EDIT: Well I can connect to it with Amaork  

In Amorak Settings -> Media Devices -> Add Device ...

In the drop down, select "MTP Media Device"

In the text box labeled "Enter a name for this device" name it.

Leave the bottom text field blank. The right answer is there is no mount point.

Click OK

The e280 should now be listed under Media Devices. 

NOTE: The the right of the combo box for the Sansa media device is a button with an icon of 3 gears. Click on this to reconfigure the e280 device. 

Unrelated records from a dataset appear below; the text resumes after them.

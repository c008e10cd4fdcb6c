//! Correlation structure between asset return shocks

use rustc_hash::FxHashMap;
use serde::{Deserialize, Serialize};

use super::ids::AssetId;
use crate::error::ConfigError;

const SYMMETRY_TOLERANCE: f64 = 1e-9;
/// Pivots above `-PSD_TOLERANCE` are treated as zero rather than rejected
const PSD_TOLERANCE: f64 = 1e-10;

/// Correlation matrix over a list of assets.
///
/// Assets absent from the list are uncorrelated with everything else.
#[derive(Debug, Clone, PartialEq, Serialize, Deserialize)]
pub struct CorrelationMatrix {
    assets: Vec<AssetId>,
    values: Vec<Vec<f64>>,
}

impl CorrelationMatrix {
    pub fn new(assets: Vec<AssetId>, values: Vec<Vec<f64>>) -> Result<Self, ConfigError> {
        let matrix = Self { assets, values };
        matrix.validate()?;
        Ok(matrix)
    }

    #[must_use]
    pub fn assets(&self) -> &[AssetId] {
        &self.assets
    }

    #[must_use]
    pub fn values(&self) -> &[Vec<f64>] {
        &self.values
    }

    pub fn validate(&self) -> Result<(), ConfigError> {
        let n = self.assets.len();
        if self.values.len() != n || self.values.iter().any(|row| row.len() != n) {
            return Err(ConfigError::InvalidCorrelation(format!(
                "expected a {n}x{n} matrix for {n} assets"
            )));
        }

        let mut seen = FxHashMap::default();
        for (i, asset) in self.assets.iter().enumerate() {
            if seen.insert(asset, i).is_some() {
                return Err(ConfigError::InvalidCorrelation(format!(
                    "asset '{asset}' listed twice"
                )));
            }
        }

        for i in 0..n {
            if (self.values[i][i] - 1.0).abs() > SYMMETRY_TOLERANCE {
                return Err(ConfigError::InvalidCorrelation(format!(
                    "diagonal entry for '{}' must be 1.0, got {}",
                    self.assets[i], self.values[i][i]
                )));
            }
            for j in 0..n {
                let v = self.values[i][j];
                if !v.is_finite() || !(-1.0..=1.0).contains(&v) {
                    return Err(ConfigError::InvalidCorrelation(format!(
                        "entry ({i}, {j}) must lie in [-1, 1], got {v}"
                    )));
                }
                if (v - self.values[j][i]).abs() > SYMMETRY_TOLERANCE {
                    return Err(ConfigError::InvalidCorrelation(format!(
                        "matrix is not symmetric at ({i}, {j})"
                    )));
                }
            }
        }

        cholesky(&self.values).map(|_| ())
    }

    /// Correlation matrix restricted to (and reordered by) `order`
    #[must_use]
    pub fn submatrix(&self, order: &[AssetId]) -> Vec<Vec<f64>> {
        let index: FxHashMap<&AssetId, usize> = self
            .assets
            .iter()
            .enumerate()
            .map(|(i, id)| (id, i))
            .collect();

        order
            .iter()
            .map(|a| {
                order
                    .iter()
                    .map(|b| {
                        if a == b {
                            return 1.0;
                        }
                        match (index.get(a), index.get(b)) {
                            (Some(&i), Some(&j)) => self.values[i][j],
                            _ => 0.0,
                        }
                    })
                    .collect()
            })
            .collect()
    }
}

/// Cholesky factorisation of a symmetric positive semi-definite matrix.
///
/// Returns the lower-triangular `L` with `A = L * L^T`. Zero pivots (perfectly
/// correlated assets) are allowed; negative pivots are rejected.
pub fn cholesky(matrix: &[Vec<f64>]) -> Result<Vec<Vec<f64>>, ConfigError> {
    let n = matrix.len();
    let mut l = vec![vec![0.0; n]; n];

    for i in 0..n {
        for j in 0..=i {
            let sum: f64 = (0..j).map(|k| l[i][k] * l[j][k]).sum();

            if i == j {
                let diag = matrix[i][i] - sum;
                if diag < -PSD_TOLERANCE {
                    return Err(ConfigError::InvalidCorrelation(
                        "matrix is not positive semi-definite".to_string(),
                    ));
                }
                l[i][j] = diag.max(0.0).sqrt();
            } else if l[j][j] > 0.0 {
                l[i][j] = (matrix[i][j] - sum) / l[j][j];
            } else {
                l[i][j] = 0.0;
            }
        }
    }

    Ok(l)
}
//! Command line front end for the drawdown simulator: loads a YAML settings
//! file, runs every (portfolio, scenario) pair and writes JSON result tables.

pub mod config;
pub mod logging;
pub mod output;
pub mod runner;

#[cfg(test)]
mod tests;

pub use config::RunConfig;
pub use logging::init_logging;
pub use runner::{RunOutput, run};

 In the first text box labeled "Pre-Connect command" enter "mtp-detect".

 Click "OK"

----------

## Abraxas

You cannot mount a music player when in MTP mode.  It doens't act as a flash drive when in MTP mode.  You have to change the mode to get it to mount as a flash drive.  It should be an option in your Sansa player.  If your player is truly bricked and stuck in MTP mode you are probably out of luck.

----------

## turtles

That is kinda what I thought until I read this which basicly says you can boot a e280 into recovery mode.

 *daniel.haxx.se's web site wrote:*   

> If you put a bad mi4 on the device it can no longer function properly, but you must then enter Recovery Mode and correct the bad image. 
> 
>  Power off 
> 
>  Turn ON lock/hold 
> ...

 

But I cant seem to get to show up in dmesg therefore I was thinking a udev rule would work.

Edit:

See the thing is bricked thats true but since you can force the device into MSC mode you can recover the device with rockbox or the original firmware. I dont have the firmware so I am going to try rockbox.

Got it to work! 

I had commented the udev rule out in 60-usb-flash-rules.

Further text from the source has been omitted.